The direct cost is easy to frame: fewer clinical hours mean fewer patient appointments. But the indirect cost runs deeper. According to Planet DDS's 2025 Dental Industry Outlook, case acceptance rates and patient volume were identified as two of the top revenue variables practices tracked closely in 2024 and into 2025. Both metrics are downstream of staffing. A hygienist vacancy means recall appointments get delayed or rescheduled, and delayed recalls mean treatment needs go undiagnosed. Undiagnosed needs cannot be accepted or scheduled, which compresses revenue without a single billing error ever occurring.

There is also a reputation dimension that does not get discussed enough. When a practice is short-staffed, wait times stretch, phone hold times increase, and patients who feel rushed or underserved leave reviews that reflect the experience, not the intention. A practice that is genuinely working hard but running thin on staff often looks disorganized to a patient who waited 20 minutes past their appointment time. That perception problem then affects new patient conversion, because prospective patients read reviews before they book.

What are practices doing to compete for staff?

The practices holding their own on hiring are doing a few things differently. First, many are treating compensation transparency as a recruiting tool, posting salary ranges in job listings rather than negotiating blind. In a market where candidates are weighing multiple offers simultaneously, burying the number costs practices candidates who will not wait for a phone screen to find out if the role is worth pursuing.

Second, some independent practices are formalizing what DSOs have had for years: defined career paths, CE reimbursement, and scheduling flexibility. According to Becker's Dental 2025, retention of existing staff will be as critical as new hiring through 2026, because losing a trained assistant mid-year is far more disruptive than a slow hire in January. Practices that document onboarding, cross-train where possible, and build in scheduled check-ins on workload are reporting lower turnover than those that operate on institutional memory alone.
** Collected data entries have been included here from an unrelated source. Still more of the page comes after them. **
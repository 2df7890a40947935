//! Ledger error types.
//!
//! Every failure surfaced by the posting path maps onto one [`ErrorKind`] so
//! callers can branch on the category without matching individual variants.

use chrono::NaiveDate;
use rust_decimal::Decimal;
use saldo_shared::types::{AccountId, JournalEntryId};
use thiserror::Error;

use super::types::IdempotencyKey;

/// Error category reported to callers.
#[derive(Debug, Clone, Copy, PartialEq, Eq)]
pub enum ErrorKind {
    /// The proposal is malformed.
    Validation,
    /// Debits and credits differ.
    Unbalanced,
    /// An entry with the same idempotency key is already posted.
    Duplicate,
    /// A referenced record does not exist.
    NotFound,
    /// The entry is in a status that does not allow the operation.
    State,
    /// Persistence failed.
    Storage,
}

/// Errors that can occur during ledger operations.
#[derive(Debug, Clone, Error)]
pub enum LedgerError {
    // ========== Validation Errors ==========
    /// Entry must have at least 2 lines.
    #[error("Journal entry must have at least 2 lines")]
    InsufficientEntries,

    /// Line amount cannot be zero.
    #[error("Line amount cannot be zero")]
    ZeroAmount,

    /// Line amount cannot be negative.
    #[error("Line amount cannot be negative")]
    NegativeAmount,

    /// Line must specify either debit or credit, not both.
    #[error("Line must specify either debit or credit, not both")]
    InvalidEntryType,

    /// Amount carries more decimal places than the ledger keeps.
    #[error("Amount {amount} exceeds {scale} decimal places")]
    ExcessivePrecision {
        /// The offending amount.
        amount: Decimal,
        /// Configured scale.
        scale: u32,
    },

    /// Amount does not fit the stored column.
    #[error("Amount {amount} exceeds the maximum of {max}")]
    AmountOutOfRange {
        /// The offending amount.
        amount: Decimal,
        /// Largest amount a line may carry.
        max: Decimal,
    },

    /// A running sum left the representable range.
    #[error("Amount sum overflowed")]
    AmountOverflow,

    /// The date falls inside a period that is no longer open.
    #[error("Date {date} falls in closed period {period}")]
    PeriodClosed {
        /// The rejected date.
        date: NaiveDate,
        /// Name of the covering period.
        period: String,
    },

    /// Idempotency key component is blank.
    #[error("Idempotency key {0} cannot be empty")]
    InvalidIdempotencyKey(&'static str),

    /// Void requires a reason.
    #[error("Void reason cannot be empty")]
    EmptyVoidReason,

    /// Account code in a proposal does not exist.
    #[error("Unknown account code: {0}")]
    UnknownAccountCode(String),

    /// Account is retired.
    #[error("Account {0} is inactive")]
    AccountInactive(String),

    /// Header accounts only aggregate their children.
    #[error("Account {0} is a header account and does not allow direct posting")]
    HeaderAccountPosting(String),

    /// Two accounts share one code.
    #[error("Duplicate account code: {0}")]
    DuplicateAccountCode(String),

    // ========== Balance Errors ==========
    /// Entry is not balanced (debits != credits).
    #[error("Journal entry is not balanced. Debit: {debit}, Credit: {credit}")]
    UnbalancedEntry {
        /// Total debit amount.
        debit: Decimal,
        /// Total credit amount.
        credit: Decimal,
    },

    // ========== Duplicate Errors ==========
    /// A posted entry already holds this idempotency key.
    #[error("An entry is already posted for {key}")]
    DuplicatePosting {
        /// The colliding key.
        key: IdempotencyKey,
    },

    // ========== Not Found Errors ==========
    /// Account code does not resolve to an active account.
    #[error("Account not found: {0}")]
    AccountCodeNotFound(String),

    /// Account not found.
    #[error("Account not found: {0}")]
    AccountNotFound(AccountId),

    /// Journal entry not found.
    #[error("Journal entry not found: {0}")]
    EntryNotFound(JournalEntryId),

    // ========== State Errors ==========
    /// Posted entries are immutable.
    #[error("Cannot modify posted journal entry")]
    CannotModifyPosted,

    /// Voided entries are immutable.
    #[error("Cannot modify voided journal entry")]
    CannotModifyVoided,

    /// Drafts are never counted, so there is nothing to void.
    #[error("Cannot void a draft journal entry")]
    CannotVoidDraft,

    /// Reversal entries are voided by posting a new entry, not by voiding.
    #[error("Cannot void reversal entry {0}")]
    CannotVoidReversal(String),

    // ========== Storage Errors ==========
    /// Storage error.
    #[error("Storage error: {0}")]
    Storage(String),

    /// Internal error.
    #[error("Internal error: {0}")]
    Internal(String),
}

impl LedgerError {
    /// Returns the error category.
    #[must_use]
    pub fn kind(&self) -> ErrorKind {
        match self {
            Self::InsufficientEntries
            | Self::ZeroAmount
            | Self::NegativeAmount
            | Self::InvalidEntryType
            | Self::ExcessivePrecision { .. }
            | Self::AmountOutOfRange { .. }
            | Self::AmountOverflow
            | Self::PeriodClosed { .. }
            | Self::InvalidIdempotencyKey(_)
            | Self::EmptyVoidReason
            | Self::UnknownAccountCode(_)
            | Self::AccountInactive(_)
            | Self::HeaderAccountPosting(_)
            | Self::DuplicateAccountCode(_) => ErrorKind::Validation,
            Self::UnbalancedEntry { .. } => ErrorKind::Unbalanced,
            Self::DuplicatePosting { .. } => ErrorKind::Duplicate,
            Self::AccountCodeNotFound(_) | Self::AccountNotFound(_) | Self::EntryNotFound(_) => {
                ErrorKind::NotFound
            }
            Self::CannotModifyPosted
            | Self::CannotModifyVoided
            | Self::CannotVoidDraft
            | Self::CannotVoidReversal(_) => ErrorKind::State,
            Self::Storage(_) | Self::Internal(_) => ErrorKind::Storage,
        }
    }

    /// Returns the error code for API responses.
    #[must_use]
    pub fn error_code(&self) -> &'static str {
        match self {
            Self::InsufficientEntries => "INSUFFICIENT_ENTRIES",
            Self::ZeroAmount => "ZERO_AMOUNT",
            Self::NegativeAmount => "NEGATIVE_AMOUNT",
            Self::InvalidEntryType => "INVALID_ENTRY_TYPE",
            Self::ExcessivePrecision { .. } => "EXCESSIVE_PRECISION",
            Self::AmountOutOfRange { .. } => "AMOUNT_OUT_OF_RANGE",
            Self::AmountOverflow => "AMOUNT_OVERFLOW",
            Self::PeriodClosed { .. } => "PERIOD_CLOSED",
            Self::InvalidIdempotencyKey(_) => "INVALID_IDEMPOTENCY_KEY",
            Self::EmptyVoidReason => "EMPTY_VOID_REASON",
            Self::UnknownAccountCode(_) => "UNKNOWN_ACCOUNT_CODE",
            Self::AccountInactive(_) => "ACCOUNT_INACTIVE",
            Self::HeaderAccountPosting(_) => "HEADER_ACCOUNT_POSTING",
            Self::DuplicateAccountCode(_) => "DUPLICATE_ACCOUNT_CODE",
            Self::UnbalancedEntry { .. } => "UNBALANCED_ENTRY",
            Self::DuplicatePosting { .. } => "DUPLICATE_POSTING",
            Self::AccountCodeNotFound(_) | Self::AccountNotFound(_) => "ACCOUNT_NOT_FOUND",
            Self::EntryNotFound(_) => "ENTRY_NOT_FOUND",
            Self::CannotModifyPosted => "CANNOT_MODIFY_POSTED",
            Self::CannotModifyVoided => "CANNOT_MODIFY_VOIDED",
            Self::CannotVoidDraft => "CANNOT_VOID_DRAFT",
            Self::CannotVoidReversal(_) => "CANNOT_VOID_REVERSAL",
            Self::Storage(_) => "STORAGE_ERROR",
            Self::Internal(_) => "INTERNAL_ERROR",
        }
    }

    /// Returns the HTTP status code for this error.
    #[must_use]
    pub fn http_status_code(&self) -> u16 {
        match self.kind() {
            // 400 Bad Request - validation and state errors
            ErrorKind::Validation | ErrorKind::Unbalanced | ErrorKind::State => 400,
            // 404 Not Found
            ErrorKind::NotFound => 404,
            // 409 Conflict
            ErrorKind::Duplicate => 409,
            // 500 Internal Server Error
            ErrorKind::Storage => 500,
        }
    }

    /// Returns true if this error is retryable.
    #[must_use]
    pub fn is_retryable(&self) -> bool {
        matches!(self, Self::Storage(_))
    }
}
Third, a growing number of practices are revisiting their scheduling model. Extending hours to evenings or Saturdays, even one day per week, can make a position more attractive to candidates who are working part-time elsewhere or managing family schedules. It also opens appointment slots that capture patients who cannot come in during standard business hours, which partially offsets the volume lost to staffing gaps.

Why This Matters for Dentists

The workforce shortage is not going to resolve itself by the middle of 2026. According to the ADA Health Policy Institute 2025, workforce supply and demand dynamics in dentistry are expected to remain out of balance for the foreseeable future, with hiring difficulty concentrated in hygienists and dental assistants. Independent practices that treat staffing as an operational priority rather than an HR afterthought will be better positioned to hold patient volume, protect case acceptance rates, and avoid the reputation damage that consistently comes with service delivery under capacity.

The practices most at risk are those running at full production on paper but quietly absorbing the cost of short-staffed days through deferred recalls, slower phone response, and provider burnout. Getting ahead of that cycle means treating your next open position the way you would treat a equipment purchase: with a defined budget, a clear timeline, and a plan for what happens if the role stays open longer than expected.